The solution may be for research institutions to take on more research and teaching schools to become better at teaching. For institutions in the messy middle—schools that fall between top-tier research schools and strictly vocational colleges—leaders would do well to pause . . . and simply ask if increased scholarly production is really worth the price to students.11

That observation contains echoes of the earlier noted skepticism about the compatibility of faith and greatness as a university. Just as some would assert that universities will have to choose to be either secular or second-rate, some will assert that schools will have to choose to be excellent at either research or teaching but not both. They will contend that schools in “the messy middle,” in these two regards, are doomed to fail.

I believe that on these two issues—the compatibility of faith and learning and the compatibility of teaching and research—we at BYU are in the messy middle.
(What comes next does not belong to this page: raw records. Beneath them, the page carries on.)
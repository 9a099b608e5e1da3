//! Structural line classification.

use std::fmt;
use std::ops::Range;
use std::sync::LazyLock;

use regex::Regex;

/// Length of an ISF origin line.
pub(crate) const ORIGIN_BLOCK_LEN: usize = 136;
/// Length of an ISF magnitude line.
pub(crate) const MEASURE_BLOCK_LEN: usize = 38;

static CATALOGUE_HEADER: LazyLock<Regex> =
    LazyLock::new(|| Regex::new(r"^DATA_TYPE\s+\S+").expect("valid regex"));
pub(crate) static EVENT_HEADER: LazyLock<Regex> =
    LazyLock::new(|| Regex::new(r"^Event\s+(\S+)\s*(.*)$").expect("valid regex"));
static ORIGIN_HEADER: LazyLock<Regex> = LazyLock::new(|| {
    Regex::new(r"^\s*Date\s+Time\s+Err\s+RMS\s+Latitude\s+Longitude").expect("valid regex")
});
static MEASURE_HEADER: LazyLock<Regex> =
    LazyLock::new(|| Regex::new(r"^Magnitude\s+Err\s+Nsta\s+Author\s+OrigID").expect("valid regex"));
pub(crate) static MEASURE_UNKNOWN_SCALE: LazyLock<Regex> = LazyLock::new(|| {
    Regex::new(
        r"^\s+(?P<ind>[<>])?(?P<value>-?\d+\.\d+)(?:\s+(?P<error>\d+\.\d+))?(?:\s+(?P<stations>\d+))?\s+(?P<author>\S+)\s+(?P<origin>\S+)\s*$",
    )
    .expect("valid regex")
});

/// Structural type of a bulletin line.
#[derive(Debug, Clone, Copy, PartialEq, Eq, Hash)]
pub enum LineType {
    /// `DATA_TYPE BULLETIN ...`
    CatalogueHeader,
    /// `Event <key> <region name>`
    EventHeader,
    /// Column titles of the origin table.
    OriginHeader,
    /// One fixed-width origin row.
    OriginBlock,
    /// Column titles of the magnitude table.
    MeasureHeader,
    /// One fixed-width magnitude row with a scale.
    MeasureBlock,
    /// A magnitude row whose scale column is blank.
    MeasureUnknownScaleBlock,
    /// Parenthesised comment following an origin or magnitude.
    Comment,
    /// `STOP`
    Stop,
    /// Anything else.
    Junk,
}

impl LineType {
    /// Snake-case name used in log and error messages.
    pub fn name(self) -> &'static str {
        match self {
            LineType::CatalogueHeader => "catalogue_header",
            LineType::EventHeader => "event_header",
            LineType::OriginHeader => "origin_header",
            LineType::OriginBlock => "origin_block",
            LineType::MeasureHeader => "measure_header",
            LineType::MeasureBlock => "measure_block",
            LineType::MeasureUnknownScaleBlock => "measure_unknown_scale_block",
            LineType::Comment => "comment",
            LineType::Stop => "stop",
            LineType::Junk => "junk",
        }
    }
}

impl fmt::Display for LineType {
    fn fmt(&self, f: &mut fmt::Formatter<'_>) -> fmt::Result {
        f.write_str(self.name())
    }
}

/// Classifies one line, without its terminator.
///
/// Header texts and regular expressions are tried before line lengths, so
/// a 38-character event line is still an event header. Lengths count
/// characters, not bytes.
pub fn classify(line: &str) -> LineType {
    if CATALOGUE_HEADER.is_match(line) {
        LineType::CatalogueHeader
    } else if EVENT_HEADER.is_match(line) {
        LineType::EventHeader
    } else if ORIGIN_HEADER.is_match(line) {
        LineType::OriginHeader
    } else if MEASURE_HEADER.is_match(line) {
        LineType::MeasureHeader
    } else if line.trim() == "STOP" {
        LineType::Stop
    } else if line.starts_with(" (") {
        LineType::Comment
    } else if line.chars().count() == ORIGIN_BLOCK_LEN {
        LineType::OriginBlock
    } else if line.chars().count() == MEASURE_BLOCK_LEN && !scale_column(line).is_empty() {
        LineType::MeasureBlock
    } else if MEASURE_UNKNOWN_SCALE.is_match(line) {
        LineType::MeasureUnknownScaleBlock
    } else {
        LineType::Junk
    }
}

fn scale_column(line: &str) -> &str {
    char_columns(line, 0..5).unwrap_or("").trim()
}

/// Text of the character columns `range`, or `None` if the line is
/// shorter than `range.end` characters.
pub(crate) fn char_columns(line: &str, range: Range<usize>) -> Option<&str> {
    let mut bounds = line
        .char_indices()
        .map(|(i, _)| i)
        .chain(std::iter::once(line.len()));
    let start = bounds.nth(range.start)?;
    let end = match range.end.checked_sub(range.start + 1) {
        Some(n) => bounds.nth(n)?,
        None => start,
    };
    line.get(start..end)
}

#[cfg(test)]
mod tests {
    use super::*;

    #[test]
    fn headers() {
        assert_eq!(
            classify("DATA_TYPE BULLETIN IMS1.0:short"),
            LineType::CatalogueHeader
        );
        assert_eq!(
            classify("Event 610326404 Near east coast of Honshu"),
            LineType::EventHeader
        );
        assert_eq!(classify("Event 42"), LineType::EventHeader);
        assert_eq!(
            classify(
                "   Date       Time        Err   RMS Latitude Longitude  Smaj  Smin  Az Depth   Err Ndef Nsta Gap  mdist  Mdist Qual   Author      OrigID"
            ),
            LineType::OriginHeader
        );
        assert_eq!(
            classify("Magnitude  Err Nsta Author      OrigID"),
            LineType::MeasureHeader
        );
        assert_eq!(classify("STOP"), LineType::Stop);
        assert_eq!(classify(" (#PRIME)"), LineType::Comment);
    }

    #[test]
    fn fixed_width_rows() {
        assert_eq!(classify(&" ".repeat(136)), LineType::OriginBlock);
        assert_eq!(
            classify("mb     4.7 0.1   45 ISC       01263580"),
            LineType::MeasureBlock
        );
    }

    #[test]
    fn blank_scale_is_unknown_scale() {
        assert_eq!(
            classify("       4.7 0.1   45 ISC       01263580"),
            LineType::MeasureUnknownScaleBlock
        );
        // trailing spaces trimmed by the producer
        assert_eq!(
            classify("      4.3 ISC 01263580"),
            LineType::MeasureUnknownScaleBlock
        );
    }

    #[test]
    fn non_ascii_rows_measured_in_characters() {
        let origin = format!("{}Sjöberg {}", " ".repeat(118), " ".repeat(10));
        assert_eq!(origin.chars().count(), 136);
        assert_eq!(classify(&origin), LineType::OriginBlock);
        assert_eq!(
            classify("mb     4.7 0.1   45 Åbo       01263580"),
            LineType::MeasureBlock
        );
    }

    #[test]
    fn char_columns_respect_boundaries() {
        let line = "abécd";
        assert_eq!(char_columns(line, 2..3), Some("é"));
        assert_eq!(char_columns(line, 1..5), Some("bécd"));
        assert_eq!(char_columns(line, 3..3), Some(""));
        assert_eq!(char_columns(line, 4..6), None);
    }

    #[test]
    fn junk() {
        assert_eq!(classify("ISC Bulletin"), LineType::Junk);
        assert_eq!(classify("mb 4.7"), LineType::Junk);
    }

    #[test]
    fn display_names() {
        assert_eq!(
            LineType::MeasureUnknownScaleBlock.to_string(),
            "measure_unknown_scale_block"
        );
    }
}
We are clearly in the thinly populated middle position on these two matters because we reject both the dichotomy between faith and education as well as that between teaching and research. And our position is certainly messy in some ways as we find ourselves straddling two divides that most believe are slipping further and further apart. But being in this precarious position should be reason for hope and not despair, for being in the messy middle on these two issues makes us unique in ways that may allow us to achieve our prophetically declared destiny. As Brené Brown observed in a different context, “The middle is messy, but it’s also where the magic happens.”12

I believe that when viewed in the light of gospel truths, these two seemingly irreconcilable dichotomies become mutually reinforcing convergences that produce a truly unique kind of education that is part of our prophetically declared destiny.

A Link Between Research and Student Learning

Properly understood, belief in gospel truths and adherence to gospel principles can enhance the kind of learning that marks a great university. In a speech entitled “Education for Eternity,” given in September 1967, President Kimball noted that one of the things that makes universities great is the ability to produce great artists, writers, and scientists who, in turn, have a profound impact on the world. He then observed how the learning process that produces such luminaries can be enhanced at a university that understands, teaches, and practices the precepts of the restored gospel of Jesus Christ.

Take a da Vinci or a Michelangelo or a Shakespeare and give him a total knowledge of the plan of salvation of God and personal revelation and . . . then take a look at the statues he will carve and the murals he will paint and the masterpieces he will produce.13

Because of our close connection and clear alignment with the Church, we are uniquely positioned to help budding authors, artists, and scientists understand how the plan of salvation can shed illuminating light on every subject they study. And because of our collective commitment to live in accordance with gospel principles, our students and faculty are uniquely positioned to experience the kind of revelatory learning that only the Holy Ghost can provide.

Thus faith-based teaching can produce a kind of learning that makes universities great in the truest sense, thereby providing evidence that, contrary to the assertions of some, faith enhances rather than detracts from true learning.

Similarly, I believe that first-class research can enhance rather than detract from student learning and development. Elder Oaks identified the key to this belief in his remarks at the April 2017 leadership retreat. He first noted President Kimball’s assertion that BYU could produce “brilliant stars in drama, literature, music, sculpture, painting, science, and in all the scholarly graces.”14

In the 2017 leadership conference, Elder Oaks then quoted John S. Tanner’s insightful observation about President Kimball’s remarkable statement:

As I reread [this] now-familiar charge to become a “refining host” for “brilliant stars,” it struck me that President Kimball was thinking primarily about the accomplishments of BYU students, not faculty. . . .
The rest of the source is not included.